Add to that the million proposed SpaceX data centers, which, although dimmer, would also be visible to the naked eye. Due to the vast size of these planned constellations, there would be thousands of shining dots as bright as stars criss-crossing the firmament at any given moment.
Massey estimates the sky would become up to three times brighter as a result of the vast quantity of Reflect Orbital’s sun-reflecting mirrors. That brightening would affect the entire planet, including remote locations that are now considered dark sky sanctuaries, where astronomers build their sky-observing machines.
The European Southern Observatory (ESO), an international astronomy research organization that operates some of the world’s largest telescopes, has also filed objections against the two proposals.
ESO astronomer Olivier Hainaut told Space.com that the Very Large Telescope in Chile would lose up to 10% of pixels in every image if SpaceX’s one million orbiting data centers were to materialize. That number could rise to up to 30% for some kinds of observations.
“That’s a huge loss,” Hainaut said. “We keep our technical losses below 3%, and the total weather losses are about 10%.”
The overall increase in sky brightness caused by the Reflect Orbital mirror constellation would mean astronomers would have to triple exposure times when taking images.
“We wouldn’t be able to observe our faint targets anymore,” Hainaut said. “It would be disastrous.”

Fabio Felchi, a light pollution researcher at Istituto Superiore “Enrico Fermi” Mantova in Italy, told Space.com that “the only option we have to save the starry night as it was for billions of years is to put a limit on the total number of satellites in orbit.”
He added that a safe limit has already been passed and called for “a red-line policy on this, as there is for most other pollutants.”
Noelia Noel, an astrophysicist at the University of Surrey in the U.K., said that the two proposals “mark a critical moment in how we manage humanity’s presence in space.”
“While innovation in satellite technology brings clear societal benefits, scaling to hundreds of thousands or even millions of bright objects — or deliberately illuminating the Earth from orbit — risks fundamentally altering the night sky,” she said. “This would have profound consequences not only for astronomy but also for ecosystems, our cultural heritage, and our collective relationship with the cosmos.”

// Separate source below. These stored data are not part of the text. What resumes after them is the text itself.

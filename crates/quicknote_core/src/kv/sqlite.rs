//! SQLite-backed key-value store over the `kv_entries` table.

use super::{KeyValueStore, KvResult};
use rusqlite::{params, Connection, OptionalExtension};
use std::time::{SystemTime, UNIX_EPOCH};

/// Key-value store borrowing a migrated connection.
pub struct SqliteKvStore<'conn> {
    conn: &'conn Connection,
}

impl<'conn> SqliteKvStore<'conn> {
    /// Wraps a connection returned by [`crate::db::open_db`] or
    /// [`crate::db::open_db_in_memory`].
    pub fn new(conn: &'conn Connection) -> Self {
        Self { conn }
    }
}

impl KeyValueStore for SqliteKvStore<'_> {
    fn get(&self, key: &str) -> KvResult<Option<String>> {
        let value = self
            .conn
            .query_row(
                "SELECT value FROM kv_entries WHERE key = ?1;",
                [key],
                |row| row.get::<_, String>(0),
            )
            .optional()?;
        Ok(value)
    }

    fn set(&mut self, key: &str, value: &str) -> KvResult<()> {
        self.conn.execute(
            "INSERT INTO kv_entries (key, value, updated_at)
             VALUES (?1, ?2, ?3)
             ON CONFLICT(key) DO UPDATE SET
                value = excluded.value,
                updated_at = excluded.updated_at;",
            params![key, value, epoch_millis()],
        )?;
        Ok(())
    }
}

fn epoch_millis() -> i64 {
    SystemTime::now()
        .duration_since(UNIX_EPOCH)
        .map(|elapsed| i64::try_from(elapsed.as_millis()).unwrap_or(i64::MAX))
        .unwrap_or(0)
}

Some worry that the FCC is in favor of those proposals, as it’s fast-tracking their evaluation without expecting the companies to carry out environmental impact assessments, astronomer and dark sky consultant John Barentine previously told Space.com.
“The presumption now is that the application should be approved and that it should be up to the people who might object to prove that there’s a problem of some kind,” said Barentine. “The fact that they have fast-tracked this application, which has potentially tremendous effects not only for astronomy but for the environment too, and to do so without engaging in a full environmental review, is worrisome.”